◆ EXERCISE REQUIREMENTS:
Both the line below containing "if message.chars().count() <= MAX_ERROR_MESSAGE_LENGTH" and the line containing "use crate::models::RootEntry;", along with every line between them, should be repeated exactly; no other line belongs in the answer.

#### MATERIAL TO PROCESS ####

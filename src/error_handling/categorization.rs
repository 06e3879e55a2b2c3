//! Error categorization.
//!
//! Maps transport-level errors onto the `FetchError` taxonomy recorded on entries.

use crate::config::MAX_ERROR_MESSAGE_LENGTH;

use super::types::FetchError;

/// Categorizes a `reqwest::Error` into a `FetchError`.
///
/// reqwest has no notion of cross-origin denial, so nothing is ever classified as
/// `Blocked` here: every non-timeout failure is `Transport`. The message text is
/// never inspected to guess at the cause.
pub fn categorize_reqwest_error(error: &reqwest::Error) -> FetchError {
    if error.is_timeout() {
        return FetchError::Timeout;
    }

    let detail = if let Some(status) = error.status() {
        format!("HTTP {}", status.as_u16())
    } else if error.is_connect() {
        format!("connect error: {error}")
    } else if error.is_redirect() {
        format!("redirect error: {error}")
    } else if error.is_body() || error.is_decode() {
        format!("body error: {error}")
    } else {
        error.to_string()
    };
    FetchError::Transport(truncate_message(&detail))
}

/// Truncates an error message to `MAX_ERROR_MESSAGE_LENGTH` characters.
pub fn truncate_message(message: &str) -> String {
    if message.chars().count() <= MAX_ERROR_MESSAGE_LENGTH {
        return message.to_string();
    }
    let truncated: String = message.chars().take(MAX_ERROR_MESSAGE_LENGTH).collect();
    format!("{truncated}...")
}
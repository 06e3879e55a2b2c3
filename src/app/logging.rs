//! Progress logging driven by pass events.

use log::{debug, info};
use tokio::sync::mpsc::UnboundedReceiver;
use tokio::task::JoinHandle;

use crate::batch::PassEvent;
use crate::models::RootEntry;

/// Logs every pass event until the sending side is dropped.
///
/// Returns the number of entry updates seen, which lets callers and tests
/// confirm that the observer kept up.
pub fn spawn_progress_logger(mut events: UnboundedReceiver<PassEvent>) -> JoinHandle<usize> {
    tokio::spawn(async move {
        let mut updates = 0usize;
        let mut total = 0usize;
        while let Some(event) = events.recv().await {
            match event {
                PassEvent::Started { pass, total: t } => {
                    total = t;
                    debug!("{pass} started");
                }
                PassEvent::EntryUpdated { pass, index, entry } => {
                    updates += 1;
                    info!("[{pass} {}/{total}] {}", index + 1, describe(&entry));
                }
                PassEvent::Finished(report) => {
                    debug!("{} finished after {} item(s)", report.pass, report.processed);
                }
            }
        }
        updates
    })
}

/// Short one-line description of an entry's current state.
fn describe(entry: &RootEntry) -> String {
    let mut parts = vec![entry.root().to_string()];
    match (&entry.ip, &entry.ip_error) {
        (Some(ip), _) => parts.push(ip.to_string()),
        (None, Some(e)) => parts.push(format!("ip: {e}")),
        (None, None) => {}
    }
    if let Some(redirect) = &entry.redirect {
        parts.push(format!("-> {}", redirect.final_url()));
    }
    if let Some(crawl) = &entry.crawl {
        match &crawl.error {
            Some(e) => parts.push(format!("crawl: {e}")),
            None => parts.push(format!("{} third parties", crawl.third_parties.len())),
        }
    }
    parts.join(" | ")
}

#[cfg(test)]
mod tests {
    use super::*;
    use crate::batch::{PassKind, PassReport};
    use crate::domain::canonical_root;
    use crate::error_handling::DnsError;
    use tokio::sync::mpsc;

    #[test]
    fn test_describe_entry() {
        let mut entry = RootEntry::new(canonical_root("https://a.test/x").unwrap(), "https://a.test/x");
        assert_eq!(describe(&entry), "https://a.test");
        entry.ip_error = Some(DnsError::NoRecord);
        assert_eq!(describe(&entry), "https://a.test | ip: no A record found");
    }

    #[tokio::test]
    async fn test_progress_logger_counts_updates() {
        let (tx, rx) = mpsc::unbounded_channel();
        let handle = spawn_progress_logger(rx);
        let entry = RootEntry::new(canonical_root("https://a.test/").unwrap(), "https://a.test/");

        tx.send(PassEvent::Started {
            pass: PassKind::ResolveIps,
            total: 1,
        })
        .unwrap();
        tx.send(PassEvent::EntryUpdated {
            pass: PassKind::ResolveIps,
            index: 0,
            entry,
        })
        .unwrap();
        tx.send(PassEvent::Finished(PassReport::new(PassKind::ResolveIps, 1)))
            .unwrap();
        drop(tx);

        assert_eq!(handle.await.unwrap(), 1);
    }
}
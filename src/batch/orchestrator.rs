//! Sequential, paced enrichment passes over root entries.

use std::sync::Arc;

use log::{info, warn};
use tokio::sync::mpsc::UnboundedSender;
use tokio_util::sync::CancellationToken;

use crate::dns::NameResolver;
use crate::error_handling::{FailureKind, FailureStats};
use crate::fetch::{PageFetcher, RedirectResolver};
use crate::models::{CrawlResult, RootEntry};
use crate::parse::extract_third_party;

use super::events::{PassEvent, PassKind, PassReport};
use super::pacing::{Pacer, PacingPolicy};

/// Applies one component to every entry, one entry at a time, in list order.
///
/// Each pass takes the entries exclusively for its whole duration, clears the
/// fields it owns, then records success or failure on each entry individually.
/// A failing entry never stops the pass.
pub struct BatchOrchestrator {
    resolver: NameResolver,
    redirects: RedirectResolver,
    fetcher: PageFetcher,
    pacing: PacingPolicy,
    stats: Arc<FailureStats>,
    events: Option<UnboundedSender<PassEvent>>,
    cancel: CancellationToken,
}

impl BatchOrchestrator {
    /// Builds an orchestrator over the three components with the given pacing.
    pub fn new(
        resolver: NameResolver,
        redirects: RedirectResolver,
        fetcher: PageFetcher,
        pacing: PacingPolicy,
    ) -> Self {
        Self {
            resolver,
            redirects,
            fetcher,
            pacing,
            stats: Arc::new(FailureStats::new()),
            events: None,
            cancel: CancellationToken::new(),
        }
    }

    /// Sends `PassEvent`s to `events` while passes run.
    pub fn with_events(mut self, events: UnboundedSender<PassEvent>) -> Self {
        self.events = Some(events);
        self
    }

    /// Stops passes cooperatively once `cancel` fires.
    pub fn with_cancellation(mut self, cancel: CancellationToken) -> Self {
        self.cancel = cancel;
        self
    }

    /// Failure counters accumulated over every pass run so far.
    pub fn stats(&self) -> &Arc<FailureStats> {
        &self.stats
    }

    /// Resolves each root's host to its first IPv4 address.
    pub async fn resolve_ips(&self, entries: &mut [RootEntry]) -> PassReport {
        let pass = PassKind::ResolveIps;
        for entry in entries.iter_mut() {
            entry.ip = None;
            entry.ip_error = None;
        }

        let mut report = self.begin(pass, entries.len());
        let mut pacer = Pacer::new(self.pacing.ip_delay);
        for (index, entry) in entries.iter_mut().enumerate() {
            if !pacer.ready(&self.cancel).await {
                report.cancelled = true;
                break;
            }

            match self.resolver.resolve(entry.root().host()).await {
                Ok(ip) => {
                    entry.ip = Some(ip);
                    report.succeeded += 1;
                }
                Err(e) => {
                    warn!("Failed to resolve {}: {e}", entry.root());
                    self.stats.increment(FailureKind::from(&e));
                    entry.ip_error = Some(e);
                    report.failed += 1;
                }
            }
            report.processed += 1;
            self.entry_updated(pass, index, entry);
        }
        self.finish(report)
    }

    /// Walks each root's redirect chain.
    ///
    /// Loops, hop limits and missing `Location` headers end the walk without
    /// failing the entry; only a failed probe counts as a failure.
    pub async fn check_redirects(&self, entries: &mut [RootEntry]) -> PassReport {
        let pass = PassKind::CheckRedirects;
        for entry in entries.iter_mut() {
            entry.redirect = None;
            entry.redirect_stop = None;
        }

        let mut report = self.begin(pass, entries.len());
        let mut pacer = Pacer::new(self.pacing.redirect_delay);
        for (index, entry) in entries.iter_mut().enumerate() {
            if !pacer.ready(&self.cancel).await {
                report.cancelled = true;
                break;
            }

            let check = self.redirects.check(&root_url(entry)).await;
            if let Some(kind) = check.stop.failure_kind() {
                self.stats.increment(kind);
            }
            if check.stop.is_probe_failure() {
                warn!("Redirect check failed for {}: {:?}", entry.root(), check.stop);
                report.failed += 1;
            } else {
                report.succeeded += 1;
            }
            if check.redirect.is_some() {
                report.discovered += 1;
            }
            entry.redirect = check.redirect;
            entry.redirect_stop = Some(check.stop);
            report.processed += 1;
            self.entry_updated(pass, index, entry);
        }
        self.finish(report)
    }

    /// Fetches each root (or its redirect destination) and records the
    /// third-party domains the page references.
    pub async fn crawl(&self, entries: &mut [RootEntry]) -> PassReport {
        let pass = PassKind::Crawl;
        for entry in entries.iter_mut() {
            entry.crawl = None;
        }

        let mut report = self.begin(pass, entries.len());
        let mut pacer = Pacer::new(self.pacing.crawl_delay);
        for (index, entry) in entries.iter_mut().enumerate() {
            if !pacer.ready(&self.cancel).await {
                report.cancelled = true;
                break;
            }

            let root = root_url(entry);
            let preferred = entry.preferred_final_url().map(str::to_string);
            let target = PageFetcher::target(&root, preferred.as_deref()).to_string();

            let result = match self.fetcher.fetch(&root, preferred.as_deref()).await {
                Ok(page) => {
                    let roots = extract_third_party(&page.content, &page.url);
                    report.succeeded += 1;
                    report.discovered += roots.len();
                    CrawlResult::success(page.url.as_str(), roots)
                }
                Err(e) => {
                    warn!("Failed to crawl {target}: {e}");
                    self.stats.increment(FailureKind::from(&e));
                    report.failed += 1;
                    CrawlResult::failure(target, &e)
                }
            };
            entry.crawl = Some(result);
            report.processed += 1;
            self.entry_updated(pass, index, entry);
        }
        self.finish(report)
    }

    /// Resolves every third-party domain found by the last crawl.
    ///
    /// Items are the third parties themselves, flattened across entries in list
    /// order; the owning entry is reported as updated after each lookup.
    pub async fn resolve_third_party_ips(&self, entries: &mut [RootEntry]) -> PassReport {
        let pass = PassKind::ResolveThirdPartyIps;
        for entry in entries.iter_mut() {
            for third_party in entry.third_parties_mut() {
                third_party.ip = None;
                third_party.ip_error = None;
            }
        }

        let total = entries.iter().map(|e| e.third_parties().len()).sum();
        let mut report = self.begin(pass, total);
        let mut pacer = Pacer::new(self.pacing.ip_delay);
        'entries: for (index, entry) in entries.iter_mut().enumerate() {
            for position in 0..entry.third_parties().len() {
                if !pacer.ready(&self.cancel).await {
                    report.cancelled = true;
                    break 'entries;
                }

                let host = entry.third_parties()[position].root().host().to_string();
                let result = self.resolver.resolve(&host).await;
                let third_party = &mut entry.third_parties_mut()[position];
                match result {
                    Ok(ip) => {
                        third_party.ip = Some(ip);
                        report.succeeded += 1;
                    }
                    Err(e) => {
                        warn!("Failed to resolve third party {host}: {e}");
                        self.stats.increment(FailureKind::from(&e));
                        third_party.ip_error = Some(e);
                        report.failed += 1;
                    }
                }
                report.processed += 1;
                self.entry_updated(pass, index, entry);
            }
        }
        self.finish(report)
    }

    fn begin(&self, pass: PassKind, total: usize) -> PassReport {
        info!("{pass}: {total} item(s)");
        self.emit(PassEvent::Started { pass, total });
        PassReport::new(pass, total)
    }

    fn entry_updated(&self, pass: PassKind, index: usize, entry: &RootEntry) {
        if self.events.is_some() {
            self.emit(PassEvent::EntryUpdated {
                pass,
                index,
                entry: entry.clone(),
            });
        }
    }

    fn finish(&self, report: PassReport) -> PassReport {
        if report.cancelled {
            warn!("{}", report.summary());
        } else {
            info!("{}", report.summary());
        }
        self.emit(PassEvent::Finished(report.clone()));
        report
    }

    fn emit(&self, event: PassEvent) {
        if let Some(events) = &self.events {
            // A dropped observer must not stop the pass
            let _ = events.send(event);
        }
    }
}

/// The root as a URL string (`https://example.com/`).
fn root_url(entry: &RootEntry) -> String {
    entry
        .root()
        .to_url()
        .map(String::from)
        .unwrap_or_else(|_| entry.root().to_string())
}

####

◆ RESPONSE BOX:
    if message.chars().count() <= MAX_ERROR_MESSAGE_LENGTH {
        return message.to_string();
    }
    let truncated: String = message.chars().take(MAX_ERROR_MESSAGE_LENGTH).collect();
    format!("{truncated}...")
}
repository 06e3879e55a2b2c3
filename src/app/logging.rs
//! Progress logging driven by pass events.

use log::{debug, info};
use tokio::sync::mpsc::UnboundedReceiver;
use tokio::task::JoinHandle;

use crate::batch::PassEvent;
use crate::models::RootEntry;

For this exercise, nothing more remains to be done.